Despite the need for liquid helium, cryotrons were expected to make computers so small, that in 1956, Life Magazine displayed a full-page photograph of Dudley Buck with a cryotron in one hand and a vacuum tube in the other.
By 1957, Buck began to place more emphasis on miniaturization of cryotron systems.
The speed that cryotron devices could attain is greater as size of the device is reduced.
Dr. Buck, his students, and researcher Kenneth R. Shoulders made great progress manufacturing thin-film cryotron integrated circuits in the laboratory at MIT.
Developments included the creation of oxide layers as insulation and for mechanical strength by electron beam reduction of chemicals.

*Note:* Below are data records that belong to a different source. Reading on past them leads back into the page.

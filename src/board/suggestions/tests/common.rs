use std::sync::{Arc, Mutex};

use axum::body::Body;
use axum::http::{header, Method, Request};
use axum::response::Response;
use chrono::NaiveDate;
use serde_json::Value;

use crate::board::importer::BoardDataset;
use crate::board::suggestions::{
    board_router, ClientProfile, InMemoryStateStorage, LoyaltyTier, PreventiveStatus,
    PriorityEngine, ScoringConfig, StateStorage, StorageError, SuggestionBoardService,
    SuggestionId, SuggestionRecord, SuggestionState, SuggestionStore,
};

pub(super) fn fixed_today() -> NaiveDate {
    NaiveDate::from_ymd_opt(2025, 8, 25).expect("valid date")
}

pub(super) fn engine() -> PriorityEngine {
    PriorityEngine::default()
}

pub(super) fn sid(raw: &str) -> SuggestionId {
    SuggestionId(raw.to_string())
}

/// Mid-size client outside the enterprise list. Totals 145 under the default
/// rubric as of [`fixed_today`].
pub(super) fn regular_profile() -> ClientProfile {
    ClientProfile {
        company: "Horizonte Net".to_string(),
        contact_email: "produto@horizontenet.example.com".to_string(),
        total_customers: 8_200,
        preventive_status: PreventiveStatus::Attention,
        nps: 9,
        loyalty: LoyaltyTier::None,
        suggestions_submitted: 28,
        tenure_years: 6,
        account_created_on: NaiveDate::from_ymd_opt(2019, 11, 20).expect("valid date"),
    }
}

/// Enterprise client hitting the heavy buckets. Totals 355 under the default
/// rubric as of [`fixed_today`].
pub(super) fn enterprise_profile() -> ClientProfile {
    ClientProfile {
        company: "Alcans Telecom Ltda".to_string(),
        contact_email: "noc@alcans.example.com".to_string(),
        total_customers: 48_000,
        preventive_status: PreventiveStatus::Critical,
        nps: 7,
        loyalty: LoyaltyTier::Full,
        suggestions_submitted: 12,
        tenure_years: 11,
        account_created_on: NaiveDate::from_ymd_opt(2017, 3, 10).expect("valid date"),
    }
}

pub(super) fn record(
    id: &str,
    votes: u32,
    comments: u32,
    client: ClientProfile,
) -> SuggestionRecord {
    SuggestionRecord {
        id: sid(id),
        title: format!("Suggestion {id}"),
        votes,
        comments,
        client,
    }
}

pub(super) fn build_store() -> (
    Arc<SuggestionStore<InMemoryStateStorage>>,
    InMemoryStateStorage,
) {
    let storage = InMemoryStateStorage::default();
    (Arc::new(SuggestionStore::new(storage.clone())), storage)
}

pub(super) fn build_service() -> (
    Arc<SuggestionBoardService<InMemoryStateStorage>>,
    InMemoryStateStorage,
) {
    let storage = InMemoryStateStorage::default();
    let service = SuggestionBoardService::new(
        storage.clone(),
        Arc::new(BoardDataset::sample()),
        ScoringConfig::default(),
    );
    (Arc::new(service), storage)
}

pub(super) fn board_router_with_service(
    service: Arc<SuggestionBoardService<InMemoryStateStorage>>,
) -> axum::Router {
    board_router(service)
}

/// Collects the notifications a subscriber received, in delivery order.
#[derive(Default, Clone)]
pub(super) struct EventLog {
    events: Arc<Mutex<Vec<(SuggestionId, SuggestionState)>>>,
}

impl EventLog {
    pub(super) fn recorder(
        &self,
    ) -> impl Fn(&SuggestionId, &SuggestionState) + Send + Sync + 'static {
        let events = self.events.clone();
        move |id, state| {
            events
                .lock()
                .expect("event mutex poisoned")
                .push((id.clone(), state.clone()));
        }
    }

    pub(super) fn events(&self) -> Vec<(SuggestionId, SuggestionState)> {
        self.events.lock().expect("event mutex poisoned").clone()
    }
}

/// Storage that refuses every call, standing in for an unreachable backend.
pub(super) struct FailingStorage;

impl StateStorage for FailingStorage {
    fn load(&self, _key: &str) -> Result<Option<String>, StorageError> {
        Err(StorageError::Unavailable("backend offline".to_string()))
    }

    fn save(&self, _key: &str, _blob: &str) -> Result<(), StorageError> {
        Err(StorageError::Unavailable("backend offline".to_string()))
    }
}

pub(super) fn request(method: Method, uri: &str) -> Request<Body> {
    Request::builder()
        .method(method)
        .uri(uri)
        .body(Body::empty())
        .expect("request builds")
}

pub(super) fn json_request(method: Method, uri: &str, payload: &Value) -> Request<Body> {
    Request::builder()
        .method(method)
        .uri(uri)
        .header(header::CONTENT_TYPE, "application/json")
        .body(Body::from(
            serde_json::to_vec(payload).expect("serialize payload"),
        ))
        .expect("request builds")
}

pub(super) async fn read_json_body(response: Response) -> Value {
    let body = axum::body::to_bytes(response.into_body(), 64 * 1024)
        .await
        .expect("read body");
    serde_json::from_slice(&body).expect("json payload")
}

This work, co-authored with Kenneth Shoulders, was published as "An Approach to Microminiature Printed Systems".
Dr. Buck earned a Doctor of Science from M.I.T. in 1958, and would go on to become a professor.
It was presented in December, 1958, at the Eastern Joint Computer Conference in Philadelphia.
Per a request by chairman Dr. Louis Ridenour, Solomon Kullback appointed Buck to the National Security Agency Scientific Advisory Board Panel on Electronics and Data Processing that same month.
Another key invention by Dr. Buck was a method of non-destructive sensing of magnetic materials.
In the process of reading data from a typical magnetic core memory, the contents of the memory are erased, making it necessary to take additional time to re-write the data back into the magnetic storage.